--- START ---

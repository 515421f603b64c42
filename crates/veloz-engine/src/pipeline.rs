//! Per-tick processing: parse, solve, classify, aggregate, dispatch.

use crate::event::EngineEvent;
use crate::state::EngineState;
use rust_decimal::prelude::ToPrimitive;
use rust_decimal::Decimal;
use std::sync::Arc;
use std::time::{Duration, Instant};
use tokio::sync::broadcast;
use tracing::{debug, info, warn};
use veloz_core::{CostBreakdown, TickResult, VolumeProvenance};
use veloz_feed::BookParser;
use veloz_telemetry::{as_ms, LatencyTracker, Metrics};
use veloz_ws::PushMessage;

/// Processes one session's pushes in arrival order.
pub struct TickPipeline {
    state: Arc<EngineState>,
    parser: BookParser,
    tracker: LatencyTracker,
    events: broadcast::Sender<EngineEvent>,
    notional: Decimal,
    volatility: f64,
}

impl TickPipeline {
    pub fn new(
        state: Arc<EngineState>,
        tracker: LatencyTracker,
        events: broadcast::Sender<EngineEvent>,
        notional: Decimal,
        volatility: f64,
    ) -> Self {
        Self {
            state,
            parser: BookParser::new(),
            tracker,
            events,
            notional,
            volatility,
        }
    }

    pub fn tracker(&self) -> &LatencyTracker {
        &self.tracker
    }

    pub fn parser(&self) -> &BookParser {
        &self.parser
    }

    /// Handle one push received at `received_at` after waiting `waited`.
    ///
    /// Returns the dispatched result, or `None` when the tick was skipped.
    /// Skipped ticks leave the latency window untouched.
    pub async fn on_push(
        &mut self,
        push: &PushMessage,
        received_at: Instant,
        waited: Duration,
    ) -> Option<TickResult> {
        let inst_id = push.arg.inst_id.as_str();

        let dropped_before = self.parser.stats().dropped_levels();
        let parsed = self.parser.parse(push);
        Metrics::feed_rejected(
            "dropped_level",
            self.parser.stats().dropped_levels() - dropped_before,
        );
        let book = match parsed {
            Ok(book) => book,
            Err(e) => {
                Metrics::feed_rejected(e.reason(), 1);
                Metrics::tick_skipped(inst_id, e.reason());
                return None;
            }
        };

        let processing_start = Instant::now();
        let notional = self.notional.to_f64().unwrap_or(0.0);

        let (impact, impact_fallback) =
            match self.state.solver.solve(&book, notional, self.volatility) {
                Ok(report) => (report.breakdown, false),
                Err(e) => {
                    warn!(inst_id, error = %e, "Impact solve failed, using zero breakdown");
                    Metrics::solver_fallback(inst_id);
                    (CostBreakdown::ZERO, true)
                }
            };

        let classification = match self.state.classifier.classify(&book, notional).await {
            Ok(c) => c,
            Err(e) => {
                warn!(inst_id, error = %e, "Classification failed, skipping tick");
                Metrics::tick_skipped(inst_id, "classifier");
                return None;
            }
        };

        let cost = match self
            .state
            .aggregator
            .estimate(&book, self.notional, &impact)
            .await
        {
            Ok(cost) => cost,
            Err(e) => {
                warn!(inst_id, error = %e, "Cost estimate failed, skipping tick");
                Metrics::tick_skipped(inst_id, e.reason());
                return None;
            }
        };

        let processing = processing_start.elapsed();

        if cost.volume != VolumeProvenance::Fresh {
            Metrics::volume_degraded(inst_id, &cost.volume.to_string());
        }

        let tick = TickResult {
            inst_id: book.inst_id.clone(),
            ts_ms: book.ts_ms,
            slippage: cost.slippage,
            impact,
            impact_fallback,
            fee: cost.fee,
            net_cost: cost.net_cost,
            maker_taker: classification.label,
            taker_probability: classification.taker_probability,
            volume: cost.volume,
            network_latency_ms: as_ms(waited),
        };

        let dispatch_start = Instant::now();
        if self.events.send(EngineEvent::Tick(tick.clone())).is_err() {
            debug!(inst_id, "No subscribers for tick");
        }
        let dispatch = dispatch_start.elapsed();
        let end_to_end = received_at.elapsed();

        Metrics::tick_processed(inst_id);
        Metrics::tick_latency(inst_id, as_ms(processing), as_ms(dispatch), as_ms(end_to_end));
        debug!(
            inst_id,
            processing_ms = as_ms(processing),
            dispatch_ms = as_ms(dispatch),
            end_to_end_ms = as_ms(end_to_end),
            "Tick latency"
        );

        if let Some(report) = self.tracker.record(received_at, processing, dispatch) {
            info!(inst_id, %report, "Latency report");
            let _ = self.events.send(EngineEvent::Latency(report));
        }

        Some(tick)
    }
}
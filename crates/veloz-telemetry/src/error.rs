//! Telemetry error types.

use thiserror::Error;

#[derive(Debug, Error)]
pub enum TelemetryError {
    #[error("Logging initialization failed: {0}")]
    LoggingInit(String),

    #[error("Invalid telemetry config: {0}")]
    InvalidConfig(String),
}

pub type TelemetryResult<T> = Result<T, TelemetryError>;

--- END ---

▶ The problem
Where the line containing "let processing = processing_start.elapsed();" appears in the records above, begin copying and continue through the last line; copy each line exactly and include no others.

▶ Task answer
        let processing = processing_start.elapsed();

        if cost.volume != VolumeProvenance::Fresh {
            Metrics::volume_degraded(inst_id, &cost.volume.to_string());
        }

        let tick = TickResult {
            inst_id: book.inst_id.clone(),
            ts_ms: book.ts_ms,
            slippage: cost.slippage,
            impact,
            impact_fallback,
            fee: cost.fee,
            net_cost: cost.net_cost,
            maker_taker: classification.label,
            taker_probability: classification.taker_probability,
            volume: cost.volume,
            network_latency_ms: as_ms(waited),
        };

        let dispatch_start = Instant::now();
        if self.events.send(EngineEvent::Tick(tick.clone())).is_err() {
            debug!(inst_id, "No subscribers for tick");
        }
        let dispatch = dispatch_start.elapsed();
        let end_to_end = received_at.elapsed();

        Metrics::tick_processed(inst_id);
        Metrics::tick_latency(inst_id, as_ms(processing), as_ms(dispatch), as_ms(end_to_end));
        debug!(
            inst_id,
            processing_ms = as_ms(processing),
            dispatch_ms = as_ms(dispatch),
            end_to_end_ms = as_ms(end_to_end),
            "Tick latency"
        );

        if let Some(report) = self.tracker.record(received_at, processing, dispatch) {
            info!(inst_id, %report, "Latency report");
            let _ = self.events.send(EngineEvent::Latency(report));
        }

        Some(tick)
    }
}
filename crates/veloz-telemetry/src/error.rs
//! Telemetry error types.

use thiserror::Error;

#[derive(Debug, Error)]
pub enum TelemetryError {
    #[error("Logging initialization failed: {0}")]
    LoggingInit(String),

    #[error("Invalid telemetry config: {0}")]
    InvalidConfig(String),
}

pub type TelemetryResult<T> = Result<T, TelemetryError>;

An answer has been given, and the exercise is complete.